Burt then spent more than an hour painstakingly going through the details Bowers gave about why he targeted Jews and what he did that day.
On what Bowers called “Attack Day,” he was calm, Rogers said, but his thoughts also were “fairly disjointed.”
He encountered a screaming woman in the midst of the shooting. He told Rogers he saw her not as a victim but an enemy.
“He was expanding who he was seeing as the enemy,” Rogers said. “Even though she was terrified, he classified her as a hostile invader.”
In his final post on the far-right social media network Gab.com, Bowers referred to refugees as hostile invaders.
“I couldn’t see the rationality of that,” Rogers said. “He saw himself in the role of the warrior. I believe it was very delusional.”
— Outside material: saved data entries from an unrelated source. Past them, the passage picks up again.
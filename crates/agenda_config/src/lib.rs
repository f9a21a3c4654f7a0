use config::{Config, ConfigError, Environment, File};
use once_cell::sync::OnceCell;
use std::env;
use std::path::{Path, PathBuf};
use tracing::debug;

pub mod models;
pub use models::*;

/// Prefix of environment variables overriding file values,
/// e.g. `AGENDA__SHEETS__SPREADSHEET_ID`.
pub const ENV_PREFIX: &str = "AGENDA";

/// Loads the application configuration.
///
/// Sources are layered in this order, later ones winning:
/// `config/default.toml`, `config/{RUN_ENV}.toml` and `AGENDA__*` environment
/// variables. `CONFIG_DIR` relocates the directory, `RUN_ENV` defaults to `debug`.
pub fn load_config() -> Result<AppConfig, ConfigError> {
    ensure_dotenv_loaded();

    let run_env = env::var("RUN_ENV").unwrap_or_else(|_| "debug".to_string());
    let config_dir = env::var("CONFIG_DIR")
        .map(PathBuf::from)
        .unwrap_or_else(|_| PathBuf::from("config"));

    load_config_from(&config_dir, &run_env)
}

/// Loads the configuration from an explicit directory and run environment.
pub fn load_config_from(config_dir: &Path, run_env: &str) -> Result<AppConfig, ConfigError> {
    let default_path = config_dir.join("default");
    let env_path = config_dir.join(run_env);

    debug!(
        "Loading config from {} and {}",
        default_path.display(),
        env_path.display()
    );

    let builder = Config::builder()
        .add_source(File::from(default_path).required(false))
        .add_source(File::from(env_path).required(false))
        .add_source(
            Environment::with_prefix(ENV_PREFIX)
                .prefix_separator("__")
                .separator("__"),
        );

    builder.build()?.try_deserialize()
}

static INIT_DOTENV: OnceCell<()> = OnceCell::new();

/// Ensures that the dotenv file is loaded into the environment variables.
///
/// The file is chosen from `DOTENV_OVERRIDE`, then from a first command line
/// argument starting with `.env`, and falls back to `.env`. Loading happens at
/// most once per process; a missing file is not an error.
pub fn ensure_dotenv_loaded() -> String {
    let dotenv_path_override = env::var("DOTENV_OVERRIDE").ok();
    let dotenv_path_arg = env::args().nth(1).filter(|s| s.starts_with(".env"));

    let dotenv_path = dotenv_path_override
        .or(dotenv_path_arg)
        .unwrap_or_else(|| ".env".to_string());

    INIT_DOTENV.get_or_init(|| {
        dotenv::from_filename(&dotenv_path).ok();
    });

    dotenv_path
}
Rogers doesn’t believe Bowers’ thoughts only were based in “fixed, false beliefs,” such as the white supremacist tropes he liked on Gab.com.
“He is absolutely convinced this is reality,” Rogers said. “And he has acted on this in an incredibly violent way. I think this went miles further than right-wing ideology.”
At the time of the attack, Bowers was paranoid that “he was the target of a conspiracy.” Bowers, a former truck driver, was unemployed and living on the margins of society at the time, Rogers testified.
His delusions “included beliefs about being watched, talked about, of being spied on and being in danger because of a plot against him,” Rogers said.
Rogers said sometimes schizophrenics experience delusions based on religious content.
During his 2022 evaluation, Bowers cited John 8:44, which he said proved Jews are the children of Satan, Rogers said. He quoted the Bible’s Book of Revelation and believed the world was approaching a fiery end. “Lucifer’s doctrine” was coming in 3½ years, Bowers told Rogers.
“Some of this thinking was difficult to follow,” he testified. “I think this shows some of his disorganized thinking.”
A person does not need to have hallucinations to be diagnosed with schizophrenia, Rogers said.
Experts testifying in the trial have been divided over whether Bowers experiences hallucinations. The defense displayed medical records from Children’s Hospital of Pittsburgh for Bowers when he was 5. They showed he registered a fever of 104.9 degrees and suffered from a hallucination at the time.
An earlier defense expert said that was unusual and considered it in making his schizophrenia finding.
But Rogers disagreed, calling it a “one-off medical issue.”
“Something that isolated and that long ago would have virtually no clinical significance,” Rogers said during government cross-examination.
Among the evaluations Rogers conducted on the defendant in 2022, several were designed to show if Bowers was faking his psychotic symptoms.
The tests showed he was not, he testified.
What they did show was that, in 2018, Bowers was experiencing “extreme persecutory and nihilistic delusions that the Jews are responsible for invaders entering the United States and destroying white persons,” Rogers said Thursday, his first day of testimony.
In spring 2018, he said, Bowers displayed “clearly manifested symptoms of schizophrenia.”
“This became his life,” Rogers said. “The thinking, the planning, the preparation. The act became his life.”